##### GIVEN ENTRIES
//! Error types for the splitter.

/// Errors raised by the boundary entry points of the lexer.
///
/// Splitting a `&str` never fails. Only callers that hand over untyped data
/// (raw bytes, JSON values) can trip over non-textual input.
#[derive(Debug, Clone, PartialEq, Eq, thiserror::Error)]
pub enum LexError {
    /// The input was not SQL text.
    #[error("no SQL string to parse: \n{value}")]
    InvalidInput {
        /// Rendering of the offending value.
        value: String,
    },
}

impl LexError {
    /// Numeric code carried by [`LexError::InvalidInput`].
    pub const INVALID_INPUT_CODE: u32 = 10;

    /// Creates an invalid input error for the given value.
    #[must_use]
    pub fn invalid_input(value: impl Into<String>) -> Self {
        Self::InvalidInput {
            value: value.into(),
        }
    }

    /// Returns the fixed numeric code of this error.
    #[must_use]
    pub const fn code(&self) -> u32 {
        match self {
            Self::InvalidInput { .. } => Self::INVALID_INPUT_CODE,
        }
    }
}

/// Result type for splitter operations.
pub type Result<T> = std::result::Result<T, LexError>;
##########
[YOUR ASSIGNMENT]: Repeat the material in full. Nothing may differ.

[RESPONSE TO THIS EXERCISE]:
//! Error types for the splitter.

/// Errors raised by the boundary entry points of the lexer.
///
/// Splitting a `&str` never fails. Only callers that hand over untyped data
/// (raw bytes, JSON values) can trip over non-textual input.
#[derive(Debug, Clone, PartialEq, Eq, thiserror::Error)]
pub enum LexError {
    /// The input was not SQL text.
    #[error("no SQL string to parse: \n{value}")]
    InvalidInput {
        /// Rendering of the offending value.
        value: String,
    },
}

impl LexError {
    /// Numeric code carried by [`LexError::InvalidInput`].
    pub const INVALID_INPUT_CODE: u32 = 10;

    /// Creates an invalid input error for the given value.
    #[must_use]
    pub fn invalid_input(value: impl Into<String>) -> Self {
        Self::InvalidInput {
            value: value.into(),
        }
    }

    /// Returns the fixed numeric code of this error.
    #[must_use]
    pub const fn code(&self) -> u32 {
        match self {
            Self::InvalidInput { .. } => Self::INVALID_INPUT_CODE,
        }
    }
}

/// Result type for splitter operations.
pub type Result<T> = std::result::Result<T, LexError>;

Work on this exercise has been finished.